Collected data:
::::

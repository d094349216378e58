//! Per-device dispatch lanes
//!
//! Every device gets one lane: a bounded FIFO queue drained by a single
//! worker task. Frames from one rack are processed in arrival order while
//! different racks proceed in parallel. A full lane makes [`DeviceLanes::dispatch`]
//! wait, which stalls the MQTT event loop and so pushes back on the broker.
//!
//! Lanes retire after `idle_timeout` without traffic and are respawned on
//! the next frame for that device.

use dashmap::DashMap;
use std::sync::Arc;
use std::time::Duration;
use tokio::sync::mpsc;
use tokio::task::JoinHandle;
use tracing::{debug, warn, Instrument, Span};

use super::TelemetryMessage;
use crate::pipeline::IngestionPipeline;

type Queued = (TelemetryMessage, Span);

struct Lane {
    sender: mpsc::Sender<Queued>,
    handle: JoinHandle<()>,
}

/// Ordered, bounded hand-off from the transport to the pipeline.
pub struct DeviceLanes {
    pipeline: Arc<IngestionPipeline>,
    lanes: Arc<DashMap<String, Lane>>,
    capacity: usize,
    idle_timeout: Duration,
}

impl DeviceLanes {
    pub fn new(pipeline: Arc<IngestionPipeline>, capacity: usize, idle_timeout: Duration) -> Self {
        Self {
            pipeline,
            lanes: Arc::new(DashMap::new()),
            capacity: capacity.max(1),
            idle_timeout,
        }
    }

    /// Number of devices with a live lane.
    pub fn active_lanes(&self) -> usize {
        self.lanes.len()
    }

    /// Queue `message` behind earlier frames from the same device.
    ///
    /// Waits while the device's lane is full.
    pub async fn dispatch(&self, message: TelemetryMessage, span: Span) {
        let device_id = message.device_id().to_string();
        let mut item = (message, span);
        loop {
            let sender = self.sender_for(&device_id);
            match sender.send(item).await {
                Ok(()) => return,
                // lane retired between lookup and send; the next lookup respawns it
                Err(mpsc::error::SendError(returned)) => item = returned,
            }
        }
    }

    /// Stop accepting frames and wait for every lane to drain.
    pub async fn close(self) {
        debug!(lanes = self.active_lanes(), "closing device lanes");
        let keys: Vec<String> = self.lanes.iter().map(|lane| lane.key().clone()).collect();
        let mut handles = Vec::with_capacity(keys.len());
        for key in keys {
            if let Some((_, lane)) = self.lanes.remove(&key) {
                drop(lane.sender);
                handles.push(lane.handle);
            }
        }
        for handle in handles {
            if let Err(e) = handle.await {
                warn!(error = %e, "device lane ended abnormally");
            }
        }
    }

    fn sender_for(&self, device_id: &str) -> mpsc::Sender<Queued> {
        let mut lane = self
            .lanes
            .entry(device_id.to_string())
            .or_insert_with(|| self.spawn_lane(device_id));
        if lane.sender.is_closed() {
            *lane = self.spawn_lane(device_id);
        }
        lane.sender.clone()
    }

    fn spawn_lane(&self, device_id: &str) -> Lane {
        let (sender, receiver) = mpsc::channel(self.capacity);
        let handle = tokio::spawn(run_lane(
            device_id.to_string(),
            receiver,
            Arc::clone(&self.pipeline),
            Arc::clone(&self.lanes),
            self.idle_timeout,
        ));
        debug!(device_id = %device_id, "device lane started");
        Lane { sender, handle }
    }
}

async fn run_lane(
    device_id: String,
    mut receiver: mpsc::Receiver<Queued>,
    pipeline: Arc<IngestionPipeline>,
    lanes: Arc<DashMap<String, Lane>>,
    idle_timeout: Duration,
) {
    loop {
        match tokio::time::timeout(idle_timeout, receiver.recv()).await {
            Ok(Some((message, span))) => {
                pipeline.handle(message).instrument(span).await;
            }
            Ok(None) => break,
            Err(_) => {
                receiver.close();
                // frames queued before the close are still ours
                while let Some((message, span)) = receiver.recv().await {
                    pipeline.handle(message).instrument(span).await;
                }
                lanes.remove_if(&device_id, |_, lane| lane.sender.is_closed());
                debug!(device_id = %device_id, "device lane idle, retired");
                break;
            }
        }
    }
}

::::

== Task statement ==
The response should consist of all the entries, transcribed exactly.

== Problem solution ==
repository d094349216378e58
//! Per-device dispatch lanes
//!
//! Every device gets one lane: a bounded FIFO queue drained by a single
//! worker task. Frames from one rack are processed in arrival order while
//! different racks proceed in parallel. A full lane makes [`DeviceLanes::dispatch`]
//! wait, which stalls the MQTT event loop and so pushes back on the broker.
//!
//! Lanes retire after `idle_timeout` without traffic and are respawned on
//! the next frame for that device.

use dashmap::DashMap;
use std::sync::Arc;
use std::time::Duration;
use tokio::sync::mpsc;
use tokio::task::JoinHandle;
use tracing::{debug, warn, Instrument, Span};

use super::TelemetryMessage;
use crate::pipeline::IngestionPipeline;

type Queued = (TelemetryMessage, Span);

struct Lane {
    sender: mpsc::Sender<Queued>,
    handle: JoinHandle<()>,
}

/// Ordered, bounded hand-off from the transport to the pipeline.
pub struct DeviceLanes {
    pipeline: Arc<IngestionPipeline>,
    lanes: Arc<DashMap<String, Lane>>,
    capacity: usize,
    idle_timeout: Duration,
}

impl DeviceLanes {
    pub fn new(pipeline: Arc<IngestionPipeline>, capacity: usize, idle_timeout: Duration) -> Self {
        Self {
            pipeline,
            lanes: Arc::new(DashMap::new()),
            capacity: capacity.max(1),
            idle_timeout,
        }
    }

    /// Number of devices with a live lane.
    pub fn active_lanes(&self) -> usize {
        self.lanes.len()
    }

    /// Queue `message` behind earlier frames from the same device.
    ///
    /// Waits while the device's lane is full.
    pub async fn dispatch(&self, message: TelemetryMessage, span: Span) {
        let device_id = message.device_id().to_string();
        let mut item = (message, span);
        loop {
            let sender = self.sender_for(&device_id);
            match sender.send(item).await {
                Ok(()) => return,
                // lane retired between lookup and send; the next lookup respawns it
                Err(mpsc::error::SendError(returned)) => item = returned,
            }
        }
    }

    /// Stop accepting frames and wait for every lane to drain.
    pub async fn close(self) {
        debug!(lanes = self.active_lanes(), "closing device lanes");
        let keys: Vec<String> = self.lanes.iter().map(|lane| lane.key().clone()).collect();
        let mut handles = Vec::with_capacity(keys.len());
        for key in keys {
            if let Some((_, lane)) = self.lanes.remove(&key) {
                drop(lane.sender);
                handles.push(lane.handle);
            }
        }
        for handle in handles {
            if let Err(e) = handle.await {
                warn!(error = %e, "device lane ended abnormally");
            }
        }
    }

    fn sender_for(&self, device_id: &str) -> mpsc::Sender<Queued> {
        let mut lane = self
            .lanes
            .entry(device_id.to_string())
            .or_insert_with(|| self.spawn_lane(device_id));
        if lane.sender.is_closed() {
            *lane = self.spawn_lane(device_id);
        }
        lane.sender.clone()
    }

    fn spawn_lane(&self, device_id: &str) -> Lane {
        let (sender, receiver) = mpsc::channel(self.capacity);
        let handle = tokio::spawn(run_lane(
            device_id.to_string(),
            receiver,
            Arc::clone(&self.pipeline),
            Arc::clone(&self.lanes),
            self.idle_timeout,
        ));
        debug!(device_id = %device_id, "device lane started");
        Lane { sender, handle }
    }
}

async fn run_lane(
    device_id: String,
    mut receiver: mpsc::Receiver<Queued>,
    pipeline: Arc<IngestionPipeline>,
    lanes: Arc<DashMap<String, Lane>>,
    idle_timeout: Duration,
) {
    loop {
        match tokio::time::timeout(idle_timeout, receiver.recv()).await {
            Ok(Some((message, span))) => {
                pipeline.handle(message).instrument(span).await;
            }
            Ok(None) => break,
            Err(_) => {
                receiver.close();
                // frames queued before the close are still ours
                while let Some((message, span)) = receiver.recv().await {
                    pipeline.handle(message).instrument(span).await;
                }
                lanes.remove_if(&device_id, |_, lane| lane.sender.is_closed());
                debug!(device_id = %device_id, "device lane idle, retired");
                break;
            }
        }
    }
}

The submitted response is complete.